* [Task directions] Please write out exactly the lines of the data below from the line holding "filename src/pipeline/select.rs" through the line holding "their order determines", and leave out the rest.

Stored items:
──────

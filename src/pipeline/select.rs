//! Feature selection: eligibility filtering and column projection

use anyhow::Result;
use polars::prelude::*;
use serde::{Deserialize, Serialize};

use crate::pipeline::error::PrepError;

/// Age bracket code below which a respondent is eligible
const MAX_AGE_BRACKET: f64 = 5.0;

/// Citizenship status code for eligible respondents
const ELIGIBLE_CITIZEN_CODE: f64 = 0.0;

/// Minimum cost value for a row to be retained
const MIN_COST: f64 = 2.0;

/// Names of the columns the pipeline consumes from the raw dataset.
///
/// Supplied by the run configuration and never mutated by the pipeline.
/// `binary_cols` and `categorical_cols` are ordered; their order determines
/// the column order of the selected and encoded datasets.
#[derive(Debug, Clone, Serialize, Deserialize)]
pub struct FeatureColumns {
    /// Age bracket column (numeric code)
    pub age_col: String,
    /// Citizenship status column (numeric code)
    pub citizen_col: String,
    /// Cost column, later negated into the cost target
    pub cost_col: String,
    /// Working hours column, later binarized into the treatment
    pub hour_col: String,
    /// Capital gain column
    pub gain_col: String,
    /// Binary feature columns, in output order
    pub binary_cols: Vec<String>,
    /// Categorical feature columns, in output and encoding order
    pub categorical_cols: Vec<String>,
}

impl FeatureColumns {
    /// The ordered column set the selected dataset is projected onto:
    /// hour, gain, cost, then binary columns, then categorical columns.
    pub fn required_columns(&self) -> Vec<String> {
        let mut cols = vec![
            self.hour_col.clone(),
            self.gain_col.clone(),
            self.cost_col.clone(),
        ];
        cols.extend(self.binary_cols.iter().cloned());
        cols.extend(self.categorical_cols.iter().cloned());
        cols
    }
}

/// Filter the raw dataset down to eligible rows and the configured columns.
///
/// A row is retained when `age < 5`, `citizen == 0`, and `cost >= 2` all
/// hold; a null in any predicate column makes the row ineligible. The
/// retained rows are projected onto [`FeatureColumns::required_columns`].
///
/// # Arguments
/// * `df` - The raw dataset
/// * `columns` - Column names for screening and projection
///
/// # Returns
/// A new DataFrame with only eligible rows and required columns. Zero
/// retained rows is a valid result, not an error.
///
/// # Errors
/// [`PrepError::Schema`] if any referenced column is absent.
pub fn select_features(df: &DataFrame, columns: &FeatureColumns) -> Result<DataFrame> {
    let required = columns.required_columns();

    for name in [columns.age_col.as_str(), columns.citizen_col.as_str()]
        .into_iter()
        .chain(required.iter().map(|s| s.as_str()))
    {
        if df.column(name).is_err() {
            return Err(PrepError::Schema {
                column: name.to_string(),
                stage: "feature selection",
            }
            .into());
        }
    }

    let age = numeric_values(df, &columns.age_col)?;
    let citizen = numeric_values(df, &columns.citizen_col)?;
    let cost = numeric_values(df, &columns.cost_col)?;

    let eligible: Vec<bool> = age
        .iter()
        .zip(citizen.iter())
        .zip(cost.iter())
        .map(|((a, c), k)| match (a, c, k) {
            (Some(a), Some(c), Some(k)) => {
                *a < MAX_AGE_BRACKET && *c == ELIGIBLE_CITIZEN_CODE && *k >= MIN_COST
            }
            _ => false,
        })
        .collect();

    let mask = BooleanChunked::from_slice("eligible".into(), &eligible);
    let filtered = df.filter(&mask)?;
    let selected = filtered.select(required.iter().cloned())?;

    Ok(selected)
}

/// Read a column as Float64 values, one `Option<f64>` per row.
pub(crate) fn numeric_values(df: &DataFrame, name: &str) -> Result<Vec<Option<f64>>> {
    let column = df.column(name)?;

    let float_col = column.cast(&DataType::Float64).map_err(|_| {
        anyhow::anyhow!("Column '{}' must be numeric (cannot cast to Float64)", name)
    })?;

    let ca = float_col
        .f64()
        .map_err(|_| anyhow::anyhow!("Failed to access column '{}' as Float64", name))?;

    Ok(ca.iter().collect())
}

──────

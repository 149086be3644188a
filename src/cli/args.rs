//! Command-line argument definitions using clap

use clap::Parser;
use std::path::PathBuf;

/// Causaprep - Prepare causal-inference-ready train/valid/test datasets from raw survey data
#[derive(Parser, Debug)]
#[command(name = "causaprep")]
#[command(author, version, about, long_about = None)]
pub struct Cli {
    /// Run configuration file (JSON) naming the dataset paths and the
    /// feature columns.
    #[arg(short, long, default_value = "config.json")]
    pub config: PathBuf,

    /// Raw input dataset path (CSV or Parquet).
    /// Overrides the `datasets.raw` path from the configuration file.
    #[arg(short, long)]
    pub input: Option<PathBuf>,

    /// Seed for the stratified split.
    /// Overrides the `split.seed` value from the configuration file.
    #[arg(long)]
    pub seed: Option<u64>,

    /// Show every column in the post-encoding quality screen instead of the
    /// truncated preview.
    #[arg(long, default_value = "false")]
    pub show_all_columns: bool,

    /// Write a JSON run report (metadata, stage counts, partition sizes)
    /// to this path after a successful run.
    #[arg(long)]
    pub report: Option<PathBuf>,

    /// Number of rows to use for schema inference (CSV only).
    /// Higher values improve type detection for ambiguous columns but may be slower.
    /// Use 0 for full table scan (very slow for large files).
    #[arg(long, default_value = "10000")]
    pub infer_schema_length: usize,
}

──────

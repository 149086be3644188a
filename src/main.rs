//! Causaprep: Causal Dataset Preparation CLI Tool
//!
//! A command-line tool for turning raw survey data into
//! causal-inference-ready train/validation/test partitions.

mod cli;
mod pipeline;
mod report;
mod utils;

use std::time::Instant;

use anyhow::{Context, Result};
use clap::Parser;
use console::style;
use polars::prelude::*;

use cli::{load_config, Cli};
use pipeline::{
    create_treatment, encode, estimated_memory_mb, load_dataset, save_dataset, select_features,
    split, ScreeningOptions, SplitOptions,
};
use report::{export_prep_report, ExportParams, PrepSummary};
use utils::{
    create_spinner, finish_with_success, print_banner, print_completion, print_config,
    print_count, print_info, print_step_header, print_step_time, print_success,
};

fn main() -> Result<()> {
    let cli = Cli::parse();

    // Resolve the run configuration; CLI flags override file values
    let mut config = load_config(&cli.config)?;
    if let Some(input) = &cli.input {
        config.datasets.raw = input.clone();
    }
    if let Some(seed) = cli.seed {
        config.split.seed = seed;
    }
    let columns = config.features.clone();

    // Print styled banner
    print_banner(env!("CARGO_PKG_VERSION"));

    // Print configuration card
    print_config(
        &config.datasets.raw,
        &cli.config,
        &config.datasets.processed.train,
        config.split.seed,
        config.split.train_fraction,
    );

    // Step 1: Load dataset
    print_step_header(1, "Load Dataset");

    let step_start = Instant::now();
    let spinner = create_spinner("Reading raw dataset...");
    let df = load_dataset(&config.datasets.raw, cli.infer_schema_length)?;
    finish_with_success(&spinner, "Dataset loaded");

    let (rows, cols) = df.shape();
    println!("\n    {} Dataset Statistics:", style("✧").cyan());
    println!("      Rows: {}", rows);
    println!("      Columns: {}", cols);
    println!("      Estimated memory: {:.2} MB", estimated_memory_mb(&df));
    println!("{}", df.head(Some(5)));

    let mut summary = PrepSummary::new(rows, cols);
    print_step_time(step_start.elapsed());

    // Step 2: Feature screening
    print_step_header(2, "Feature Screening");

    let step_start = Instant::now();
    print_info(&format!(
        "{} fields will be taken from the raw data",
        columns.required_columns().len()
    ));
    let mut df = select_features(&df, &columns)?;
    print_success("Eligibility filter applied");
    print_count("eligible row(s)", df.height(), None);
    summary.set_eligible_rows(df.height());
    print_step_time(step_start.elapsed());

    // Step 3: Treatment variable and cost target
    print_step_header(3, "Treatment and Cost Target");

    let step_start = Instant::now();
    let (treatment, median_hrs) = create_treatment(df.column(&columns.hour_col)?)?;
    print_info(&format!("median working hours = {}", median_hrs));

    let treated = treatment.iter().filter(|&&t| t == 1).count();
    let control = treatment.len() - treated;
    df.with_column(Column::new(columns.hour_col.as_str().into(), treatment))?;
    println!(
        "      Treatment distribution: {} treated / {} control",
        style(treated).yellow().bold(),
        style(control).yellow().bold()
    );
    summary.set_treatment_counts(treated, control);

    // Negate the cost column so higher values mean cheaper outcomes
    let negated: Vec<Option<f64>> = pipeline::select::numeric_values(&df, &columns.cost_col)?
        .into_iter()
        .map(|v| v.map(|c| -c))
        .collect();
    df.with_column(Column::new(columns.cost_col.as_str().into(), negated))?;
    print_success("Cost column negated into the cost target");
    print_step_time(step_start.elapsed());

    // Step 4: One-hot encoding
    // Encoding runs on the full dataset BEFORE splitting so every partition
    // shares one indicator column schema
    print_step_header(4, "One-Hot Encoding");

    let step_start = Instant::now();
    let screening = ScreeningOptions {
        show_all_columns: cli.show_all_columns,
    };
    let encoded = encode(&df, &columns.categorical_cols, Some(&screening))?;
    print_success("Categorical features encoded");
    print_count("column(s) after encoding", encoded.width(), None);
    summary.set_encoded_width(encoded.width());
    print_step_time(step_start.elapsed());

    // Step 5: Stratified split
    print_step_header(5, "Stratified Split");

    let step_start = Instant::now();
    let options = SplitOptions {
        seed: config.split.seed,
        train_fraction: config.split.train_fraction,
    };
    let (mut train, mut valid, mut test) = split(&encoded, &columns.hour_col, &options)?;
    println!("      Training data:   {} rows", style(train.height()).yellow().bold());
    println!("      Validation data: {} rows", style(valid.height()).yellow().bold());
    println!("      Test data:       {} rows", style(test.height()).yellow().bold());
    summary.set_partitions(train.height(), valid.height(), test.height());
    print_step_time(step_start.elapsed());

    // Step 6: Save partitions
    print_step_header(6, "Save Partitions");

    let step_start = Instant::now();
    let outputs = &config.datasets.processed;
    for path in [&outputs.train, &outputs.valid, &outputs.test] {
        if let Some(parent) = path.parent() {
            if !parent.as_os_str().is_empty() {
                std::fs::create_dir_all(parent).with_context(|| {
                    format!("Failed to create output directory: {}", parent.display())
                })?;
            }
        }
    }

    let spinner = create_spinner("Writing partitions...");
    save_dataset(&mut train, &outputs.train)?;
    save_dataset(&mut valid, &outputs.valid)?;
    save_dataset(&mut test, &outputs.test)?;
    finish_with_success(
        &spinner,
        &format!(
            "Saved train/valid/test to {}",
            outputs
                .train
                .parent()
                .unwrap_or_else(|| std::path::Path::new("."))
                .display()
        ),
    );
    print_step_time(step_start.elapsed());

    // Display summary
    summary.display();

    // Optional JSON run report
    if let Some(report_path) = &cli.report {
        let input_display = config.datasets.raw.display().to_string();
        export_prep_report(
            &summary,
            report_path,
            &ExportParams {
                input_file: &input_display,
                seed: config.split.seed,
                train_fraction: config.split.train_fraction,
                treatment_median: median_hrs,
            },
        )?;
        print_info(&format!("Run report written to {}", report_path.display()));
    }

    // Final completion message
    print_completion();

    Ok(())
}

──────

* [Solution to this task]
filename src/pipeline/select.rs
//! Feature selection: eligibility filtering and column projection

use anyhow::Result;
use polars::prelude::*;
use serde::{Deserialize, Serialize};

use crate::pipeline::error::PrepError;

/// Age bracket code below which a respondent is eligible
const MAX_AGE_BRACKET: f64 = 5.0;

/// Citizenship status code for eligible respondents
const ELIGIBLE_CITIZEN_CODE: f64 = 0.0;

/// Minimum cost value for a row to be retained
const MIN_COST: f64 = 2.0;

/// Names of the columns the pipeline consumes from the raw dataset.
///
/// Supplied by the run configuration and never mutated by the pipeline.
/// `binary_cols` and `categorical_cols` are ordered; their order determines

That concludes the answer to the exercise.